District of Sooke Mayor Wendal Milne brought back the bylaw, under the Community Charter, for reconsideration. He asked council to rescind the motion of July 21 which would have seen Bylaw 596 Official Community Plan Amendment Bylaw and Bylaw 597, Zoning Amendment Bylaw -– Waste Transfer Station go to public hearing.

“If we don’t rescind, there is not a lot of confidence from the community,” said Milne at the council meeting on September 8. “I’m appalled at the way it all came out. Blanket zones won’t fix this.”

Milne called it “anarchy” as he said people were doing what they want to do, rather than go through the proper process.

“People see this as something slid through and people are concerned,” added Milne.

“This bylaw should be killed,” stated Councillor Maja Tait. “I agree with what the mayor said.

Back in January representatives from Dale Arden, the owner of a property on Idlemore Road, approached Milne about putting in a waste transfer station. Milne, at the time, stated the property was not zoned for a waste transfer station. While Milne was away, somehow the business got approval and was operating contrary to the zoning bylaw and the OCP.

The problem, according to the three councillors who opposed the rescinding of the bylaw, was one of “definition.” Opposed to rescinding the motion of July 21, 2014 were Councillors Kevin Pearson, Herb Haldane and Bev Berger. Coun. Rick Kasper was absent from the meeting.

Milne stated that if the motion was rescinded and the bylaw quashed, each individual property owner could come forward for rezoning to accommodate the use they wanted for their industrial property. He said uses should be specific to each property, not blanket zoned and be linked to the Official Community Plan.

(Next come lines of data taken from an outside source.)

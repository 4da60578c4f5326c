//! Application services - orchestrate use cases.
//!
//! Services coordinate the domain layer and ports to accomplish
//! high-level use cases like "verify a solution" or "create a solution file".

pub mod create_service;
pub mod problem_service;
pub mod resource_service;
pub mod verify_service;

pub use create_service::CreateService;
pub use problem_service::{ProblemService, SortKey, list_entry};
pub use resource_service::{ResourceOutcome, ResourceService};
pub use verify_service::{VerifyJob, VerifyService};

“People that were blanket zoned didn’t want to be rezoned,” said Milne.

“The only question I have is the definition in the bylaw,” said Coun. Haldane. “Exactly what is what?”

“No one set out to cause community strife,” said Pearson. “There is no definition, that’s the point… It’s not blanket zoning, it’s adding a use.”

After the votes were counted, it was a tie. Rescinding the previous motion was lost and a public hearing based on the original motion will be scheduled. The bylaw still needs to go to third reading and adoption.